İklim komiseri, Avrupa’nın karbon emisyonlarını azaltmak yerine diğer ülkelere ödeme yapma stratejisini savundu. Euronews’e verdiği röportajda Wopke Hoekstra, bunu Afrika ve Latin Amerika ile “köprüler kurma” fırsatı olarak açıkladı.
Avrupa Komisyonu İklim Komiseri Wopke Hoekstra, AB’nin sera gazı emisyonlarını 2040 yılına kadar yüzde 90 azaltma planının, Afrika ve Latin Amerika ile iş birliği yapma fırsatı sunduğunu söyledi.
Planın bir bölümü, Brüksel’in diğer ülkelere kirliliklerini azaltmaları için ödeme yapmasını, yani AB içinde doğrudan karbon azaltmak yerine “karbon kredileri” kullanılmasını içeriyor.
Karbon kredileri, emisyon azaltımlarının yüzde 3’üne katkı yapacak. Ancak planın karşıtları, bu fikrin kısa vadeli olduğunu ve etkisinin kanıtlanmasının zor olduğunu söylüyor.

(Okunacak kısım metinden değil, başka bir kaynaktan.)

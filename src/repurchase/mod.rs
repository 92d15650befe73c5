//! Share repurchase announcements (`repurchase`).

use chrono::NaiveDate;
use serde::Serialize;

use crate::core::{Params, RetryConfig, TsClient, TsError};

/// One repurchase announcement. The service leaves dates other than the
/// announcement date unset while a program is still pending.
#[derive(Debug, Clone, PartialEq, Serialize)]
pub struct Repurchase {
    pub code: String,
    /// Announcement date.
    pub ann_date: Option<NaiveDate>,
    /// Period end date.
    pub end_date: Option<NaiveDate>,
    /// Program expiry date.
    pub exp_date: Option<NaiveDate>,
    /// Progress label as returned on the wire (预案, 股东大会通过, 实施, 完成).
    pub proc: String,
    /// Repurchased volume.
    pub volume: f64,
    /// Repurchased amount.
    pub amount: f64,
    /// Upper bound of the announced price band.
    pub high_limit: f64,
    /// Lower bound of the announced price band.
    pub low_limit: f64,
}

/// Progress stage filter values for repurchase programs.
#[derive(Debug, Clone, Copy, PartialEq, Eq)]
pub enum RepurchaseProc {
    /// 预案
    Planned,
    /// 股东大会通过
    Approved,
    /// 实施
    InProgress,
    /// 完成
    Complete,
}

impl RepurchaseProc {
    #[must_use]
    pub const fn as_str(self) -> &'static str {
        match self {
            Self::Planned => "预案",
            Self::Approved => "股东大会通过",
            Self::InProgress => "实施",
            Self::Complete => "完成",
        }
    }
}

/// Repurchase announcements (`repurchase`).
#[must_use]
pub fn repurchase(client: &TsClient) -> RepurchaseBuilder {
    RepurchaseBuilder {
        client: client.clone(),
        params: Params::new(),
        retry_override: None,
    }
}

/// A builder for the `repurchase` endpoint.
#[derive(Debug)]
pub struct RepurchaseBuilder {
    client: TsClient,
    params: Params,
    retry_override: Option<RetryConfig>,
}

impl RepurchaseBuilder {
    /// Restrict to one announcement date.
    #[must_use]
    pub fn ann_date(mut self, date: NaiveDate) -> Self {
        self.params.set_date("ann_date", date);
        self
    }

    /// Restrict to an inclusive announcement-date range.
    #[must_use]
    pub fn date_range(mut self, start: NaiveDate, end: NaiveDate) -> Self {
        self.params.set_date_range(start, end);
        self
    }

    /// Overrides the default retry policy for this specific API call.
    #[must_use]
    pub fn retry_policy(mut self, cfg: Option<RetryConfig>) -> Self {
        self.retry_override = cfg;
        self
    }

    /// Executes the request.
    ///
    /// # Errors
    ///
    /// Returns `TsError` if the date range is inverted, the network request
    /// fails, the service rejects the call, or a row cannot be decoded.
    pub async fn fetch(self) -> Result<Vec<Repurchase>, TsError> {
        if !self.params.dates_ordered() {
            return Err(TsError::InvalidDates);
        }
        let resp = self
            .client
            .call_with_retry(
                "repurchase",
                &self.params,
                &[
                    "ts_code",
                    "ann_date",
                    "end_date",
                    "exp_date",
                    "proc",
                    "volume",
                    "amount",
                    "high_limit",
                    "low_limit",
                ],
                self.retry_override.as_ref(),
            )
            .await?;

        let map = resp.field_map();
        let code = map.column("ts_code");
        let ann_date = map.column("ann_date");
        let end_date = map.column("end_date");
        let exp_date = map.column("exp_date");
        let proc = map.column("proc");
        let volume = map.column("volume");
        let amount = map.column("amount");
        let high_limit = map.column("high_limit");
        let low_limit = map.column("low_limit");

        resp.rows
            .iter()
            .map(|row| {
                Ok(Repurchase {
                    code: code.str(row)?,
                    ann_date: ann_date.date(row)?,
                    end_date: end_date.date(row)?,
                    exp_date: exp_date.date(row)?,
                    proc: proc.str(row)?,
                    volume: volume.f64(row)?,
                    amount: amount.f64(row)?,
                    high_limit: high_limit.f64(row)?,
                    low_limit: low_limit.f64(row)?,
                })
            })
            .collect()
    }
}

Ayrıca, karbon kredileri için ödeme yapılan ülkelerin Paris Anlaşması’ndaki kendi iklim hedeflerine ulaşmakta zorlanabileceği ve ekonomik büyümelerinin yavaşlayabileceği endişesi var.
Hoekstra Euronews’e verdiği demeçte, “Bu çok karmaşık jeopolitik dünyada, Afrika ve Latin Amerika’daki dostlarımızla daha fazla köprü kurmak bizim için de büyük değer taşıyor,” dedi.
“Genel olarak ekonomik büyüme ile iklim eylemi arasında bir uyumsuzluk olduğu varsayılıyor ve bizim görevimiz iklim eylemine devam etmek ama bunu halkımız, şirketlerimiz ve ekonomimiz için işe yarayacak şekilde yapmak,” diye ekledi.
Hoekstra, küresel ısınmanın “insan kaynaklı” bir sorun olduğunu ve Avrupa’da durumun önce kötüleşeceğini, sonra düzeleceğini belirtti.
“Sel, orman yangınları gibi olayların toplumlarımız, insanlarımız, işletmelerimiz ve topluluklarımız üzerindeki etkisi çok büyük,” dedi.
Ayrıca, Avrupa’nın küresel ortalamadan iki kat daha fazla ısındığını, yani dünya ortalaması yüzde 1.5 iken Avrupa’da bunun yaklaşık yüzde 3 olduğunu söyledi.
Hoekstra, eski bir Hollanda dışişleri bakanı olarak, Trump yönetiminin Paris Anlaşması gibi önemli çok taraflı iklim anlaşmalarından çekilmesini talihsiz bulduğunu söyledi.
Fakat bu karara rağmen, ABD'den önemli yatırımcıların temiz teknoloji sektörüne ilgi göstermeye devam edeceğini söyledi.
“Dünyanın en büyük ikinci sera gazı yayıcısı, jeopolitik anlamda en güçlü güç ve en büyük ekonomi, artık bu oyuna katılmayacağını söylüyor, bu elbette çok önemli sonuçlar doğuruyor,” dedi.
“Aynı zamanda, ABD’de temiz teknolojiye yapılan yatırımlar kazanç sağladığı ve iklime de iyi geldiği sürece, girişimciler bu eğilimden vazgeçmeyecek.”